Depuis la pose de sa première brique, le château Lego n’a cessé de grandir : jouets, jeux vidéos, série Tv et même film. Après quelques errements, la marque a mis en place une stratégie implacable en alliant idée (la brique), innovation et interaction avec ses cibles.
L’histoire de Lego ne commence pas sur une bonne note. En 1916, Ole Kirk Christiansen, un menuisier danois, voit son atelier bruler complètement après que ses deux jeunes fils ont allumé un feu dans le jardin. Décidant de prendre cela comme un signe du destin, il reconstruit un atelier plus grand au même endroit que le précédent. Et dans les environs, Christiansen est rapidement reconnu pour son travail mais également pour les modèles miniatures en bois qu’il fabrique pour l’aider dans la conception de ses meubles. Ce sont ces miniatures qui lui donnèrent l’idée de se lancer dans la fabrication de jouets. Pendant plusieurs années, il développa seul, puis avec son fils Godtfred, son entreprise de jouets en bois, produisant des cochons-tirelire, des voitures, des yo-yo et des camions.
Ole Kirk Christiansen, son fils et son petit-fils
Dans les années 30, il nomme sa marque Lego : une contraction de leg godt qui signifie « joue bien » en Danois. En latin, lego peut également signifier « j’assemble », mais il semble que Christiansen l’ignorait lorsqu’il choisit ce nom.

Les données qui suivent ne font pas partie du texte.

/// Password hashing with Argon2id
///
/// Hashes are stored as PHC strings, so the parameters used at hashing time
/// travel with the hash and verification keeps working if they change.
///
/// # Parameters
///
/// - **Memory**: 19 MiB
/// - **Iterations**: 2
/// - **Parallelism**: 1
///
/// # Example
///
/// ```
/// use agencyhub_shared::auth::password::{hash_password, verify_password};
///
/// # fn example() -> Result<(), Box<dyn std::error::Error>> {
/// let hash = hash_password("Agency#2024")?;
/// assert!(verify_password("Agency#2024", &hash)?);
/// assert!(!verify_password("agency#2024", &hash)?);
/// # Ok(())
/// # }
/// ```

use argon2::{
    password_hash::{rand_core::OsRng, PasswordHash, PasswordHasher, PasswordVerifier, SaltString},
    Algorithm, Argon2, Params, Version,
};

/// Error type for password hashing operations
#[derive(Debug, thiserror::Error)]
pub enum PasswordError {
    #[error("Failed to hash password: {0}")]
    HashError(String),

    #[error("Failed to verify password: {0}")]
    VerifyError(String),

    /// The stored value is not a PHC string
    #[error("Invalid password hash format: {0}")]
    InvalidHash(String),
}

fn hasher() -> Result<Argon2<'static>, PasswordError> {
    let params = Params::new(19 * 1024, 2, 1, Some(32))
        .map_err(|e| PasswordError::HashError(format!("invalid parameters: {e}")))?;
    Ok(Argon2::new(Algorithm::Argon2id, Version::V0x13, params))
}

/// Hashes `password` with a fresh random salt
///
/// # Returns
///
/// A PHC string such as `$argon2id$v=19$m=19456,t=2,p=1$...`
///
/// # Errors
///
/// Returns `PasswordError::HashError` if hashing fails.
pub fn hash_password(password: &str) -> Result<String, PasswordError> {
    let salt = SaltString::generate(&mut OsRng);

    hasher()?
        .hash_password(password.as_bytes(), &salt)
        .map(|hash| hash.to_string())
        .map_err(|e| PasswordError::HashError(e.to_string()))
}

/// Checks `password` against a stored hash in constant time
///
/// # Returns
///
/// `Ok(true)` on a match and `Ok(false)` on a mismatch.
///
/// # Errors
///
/// Returns `PasswordError::InvalidHash` if `hash` cannot be parsed.
pub fn verify_password(password: &str, hash: &str) -> Result<bool, PasswordError> {
    let parsed = PasswordHash::new(hash).map_err(|e| PasswordError::InvalidHash(e.to_string()))?;

    match Argon2::default().verify_password(password.as_bytes(), &parsed) {
        Ok(()) => Ok(true),
        Err(argon2::password_hash::Error::Password) => Ok(false),
        Err(e) => Err(PasswordError::VerifyError(e.to_string())),
    }
}

/// Minimum strength rules for new passwords
///
/// At least 8 characters with an uppercase letter, a lowercase letter,
/// a digit and a symbol.
///
/// # Example
///
/// ```
/// use agencyhub_shared::auth::password::validate_password_strength;
///
/// assert!(validate_password_strength("Studio!2024").is_ok());
/// assert!(validate_password_strength("Sh0rt!").is_err());
/// assert!(validate_password_strength("NoSymbol2024").is_err());
/// ```
pub fn validate_password_strength(password: &str) -> Result<(), String> {
    if password.chars().count() < 8 {
        return Err("Password must be at least 8 characters long".to_string());
    }

    let rules: [(fn(char) -> bool, &str); 4] = [
        (char::is_uppercase, "an uppercase letter"),
        (char::is_lowercase, "a lowercase letter"),
        (char::is_numeric, "a digit"),
        (|c: char| !c.is_alphanumeric(), "a special character"),
    ];

    for (check, what) in rules {
        if !password.chars().any(check) {
            return Err(format!("Password must contain at least {what}"));
        }
    }

    Ok(())
}

#[cfg(test)]
mod tests {
    use super::*;

    #[test]
    fn test_hash_is_argon2id_phc_string() {
        let hash = hash_password("Campaign!42").expect("Hash should succeed");
        assert!(hash.starts_with("$argon2id$v=19$"));
        assert!(hash.contains("m=19456,t=2,p=1"));
    }

    #[test]
    fn test_same_password_gets_different_salts() {
        let first = hash_password("Campaign!42").unwrap();
        let second = hash_password("Campaign!42").unwrap();
        assert_ne!(first, second);
        assert!(verify_password("Campaign!42", &first).unwrap());
        assert!(verify_password("Campaign!42", &second).unwrap());
    }

    #[test]
    fn test_wrong_password_is_false_not_error() {
        let hash = hash_password("Campaign!42").unwrap();
        assert!(!verify_password("campaign!42", &hash).unwrap());
        assert!(!verify_password("", &hash).unwrap());
    }

    #[test]
    fn test_invalid_hash_format() {
        let result = verify_password("anything", "not-a-phc-string");
        assert!(matches!(result, Err(PasswordError::InvalidHash(_))));
    }

    #[test]
    fn test_password_strength_rules() {
        assert!(validate_password_strength("Studio!2024").is_ok());

        let cases = [
            ("S!1a", "at least 8 characters"),
            ("studio!2024", "uppercase"),
            ("STUDIO!2024", "lowercase"),
            ("Studio!!!!", "digit"),
            ("Studio2024", "special character"),
        ];
        for (password, expected) in cases {
            let err = validate_password_strength(password).unwrap_err();
            assert!(err.contains(expected), "{password}: {err}");
        }
    }

    #[test]
    fn test_unicode_length_counts_characters() {
        // 8 characters, more than 8 bytes
        assert!(validate_password_strength("Ünïcø!1a").is_ok());
    }
}
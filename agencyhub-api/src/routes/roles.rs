/// `GET /api/roles`: the role → permission table

use crate::{app::AppState, error::ApiResult, response::ApiResponse};
use agencyhub_shared::auth::{
    authorization::require_membership,
    middleware::AuthContext,
    permissions::{role_definitions, RoleDefinition},
};
use axum::{extract::State, Extension};

pub async fn list_roles(
    State(state): State<AppState>,
    Extension(auth): Extension<AuthContext>,
) -> ApiResult<ApiResponse<Vec<RoleDefinition>>> {
    require_membership(&state.db, &auth).await?;
    Ok(ApiResponse::ok(role_definitions(), "Roles retrieved"))
}
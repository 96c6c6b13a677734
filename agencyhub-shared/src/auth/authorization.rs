/// Authorization checks
///
/// Authentication tells us who is calling and for which organization. The
/// helpers here decide whether that caller may do something:
///
/// 1. **Membership**: the user must belong to the organization in the token
/// 2. **Permission**: the member's current role must grant the capability
/// 3. **Owner guard**: an organization never loses its last owner
///
/// Roles are read from `memberships` on every check, so demoting someone
/// takes effect immediately even though their token is still valid.
///
/// # Example
///
/// ```no_run
/// use agencyhub_shared::auth::authorization::require_permission;
/// use agencyhub_shared::auth::middleware::AuthContext;
/// use agencyhub_shared::auth::permissions::Permission;
/// use sqlx::{PgConnection, PgPool};
///
/// async fn create_project(pool: &PgPool, auth: &AuthContext) -> Result<(), Box<dyn std::error::Error>> {
///     require_permission(pool, auth, Permission::ProjectsWrite).await?;
///     // ... insert the project
///     Ok(())
/// }
/// ```

use sqlx::{PgConnection, PgPool};
use uuid::Uuid;

use super::middleware::AuthContext;
use super::permissions::{role_has_permission, Permission};
use crate::models::membership::{MemberRole, Membership};

/// Error type for authorization checks
#[derive(Debug, thiserror::Error)]
pub enum AuthzError {
    #[error("Not a member of this organization")]
    NotMember(Uuid),

    #[error("Missing permission: {}", .permission.as_str())]
    MissingPermission {
        permission: Permission,
        role: MemberRole,
    },

    #[error("An organization must keep at least one owner")]
    LastOwner,

    #[error("Database error: {0}")]
    DatabaseError(#[from] sqlx::Error),
}

/// Confirms the caller belongs to the organization in their token
///
/// # Returns
///
/// The caller's current role.
///
/// # Errors
///
/// `AuthzError::NotMember` when the membership is gone, for example after
/// the user was removed from the team.
pub async fn require_membership(pool: &PgPool, auth: &AuthContext) -> Result<MemberRole, AuthzError> {
    Membership::get_role(pool, auth.organization_id, auth.user_id)
        .await?
        .ok_or(AuthzError::NotMember(auth.organization_id))
}

/// Checks that `role` grants `permission`
pub fn check_permission(role: MemberRole, permission: Permission) -> Result<(), AuthzError> {
    if role_has_permission(role, permission) {
        Ok(())
    } else {
        Err(AuthzError::MissingPermission { permission, role })
    }
}

/// Looks up the caller's role and checks it grants `permission`
///
/// # Returns
///
/// The caller's role, so handlers that need it do not query twice.
///
/// # Errors
///
/// - `AuthzError::NotMember` if the caller left the organization
/// - `AuthzError::MissingPermission` if the role does not grant it
pub async fn require_permission(
    pool: &PgPool,
    auth: &AuthContext,
    permission: Permission,
) -> Result<MemberRole, AuthzError> {
    let role = require_membership(pool, auth).await?;
    check_permission(role, permission)?;
    Ok(role)
}

/// Decides whether a change to an owner's membership leaves an owner behind
///
/// `new_role` is `None` when the membership is being removed.
pub fn owner_change_allowed(
    current_role: MemberRole,
    new_role: Option<MemberRole>,
    owner_count: i64,
) -> bool {
    let stays_owner = new_role == Some(MemberRole::Owner);
    current_role != MemberRole::Owner || stays_owner || owner_count > 1
}

/// Refuses to demote or remove the organization's last owner
///
/// Locks the owner rows on `conn`, so the check holds until the caller's
/// transaction commits. Run the membership write on the same transaction.
///
/// # Errors
///
/// `AuthzError::LastOwner` when `target_user_id` is the only owner and the
/// change would take that away.
pub async fn ensure_owner_remains(
    conn: &mut PgConnection,
    organization_id: Uuid,
    target_user_id: Uuid,
    new_role: Option<MemberRole>,
) -> Result<(), AuthzError> {
    let owners = Membership::lock_owners(conn, organization_id).await?;
    if !owners.contains(&target_user_id) {
        return Ok(());
    }

    if owner_change_allowed(MemberRole::Owner, new_role, owners.len() as i64) {
        Ok(())
    } else {
        Err(AuthzError::LastOwner)
    }
}

/// Changes a member's role without ever leaving the organization ownerless
///
/// # Returns
///
/// The updated membership, or `None` if the user is not a member.
pub async fn change_member_role(
    pool: &PgPool,
    organization_id: Uuid,
    target_user_id: Uuid,
    role: MemberRole,
) -> Result<Option<Membership>, AuthzError> {
    let mut tx = pool.begin().await?;
    ensure_owner_remains(&mut tx, organization_id, target_user_id, Some(role)).await?;
    let membership = Membership::update_role(&mut *tx, organization_id, target_user_id, role).await?;
    tx.commit().await?;

    Ok(membership)
}

/// Removes a member unless they are the last owner
///
/// Returns false when the user was not a member.
pub async fn remove_member(
    pool: &PgPool,
    organization_id: Uuid,
    target_user_id: Uuid,
) -> Result<bool, AuthzError> {
    let mut tx = pool.begin().await?;
    ensure_owner_remains(&mut tx, organization_id, target_user_id, None).await?;
    let removed = Membership::delete(&mut *tx, organization_id, target_user_id).await?;
    tx.commit().await?;

    Ok(removed)
}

Ses jouets connaissant de plus en plus de succès, Christiansen abandonne le bois et se met à utiliser du plastique pour créer ses premiers jouets modulaires. Malheureusement, les premiers prototypes comportent trop de pièces différentes et se montrent trop couteux. Le danois décide donc de commercialiser des briques creuses standardisées. Alors que leurs premiers produits sont précaires, les Christiansen inventent finalement en 1949 un système de briques autobloquantes. Mais le plastique n’est pas apprécié par les vendeurs de jouets, ne se vend pas bien et pendant plusieurs années l’entreprise familiale rapporte peu d’argent.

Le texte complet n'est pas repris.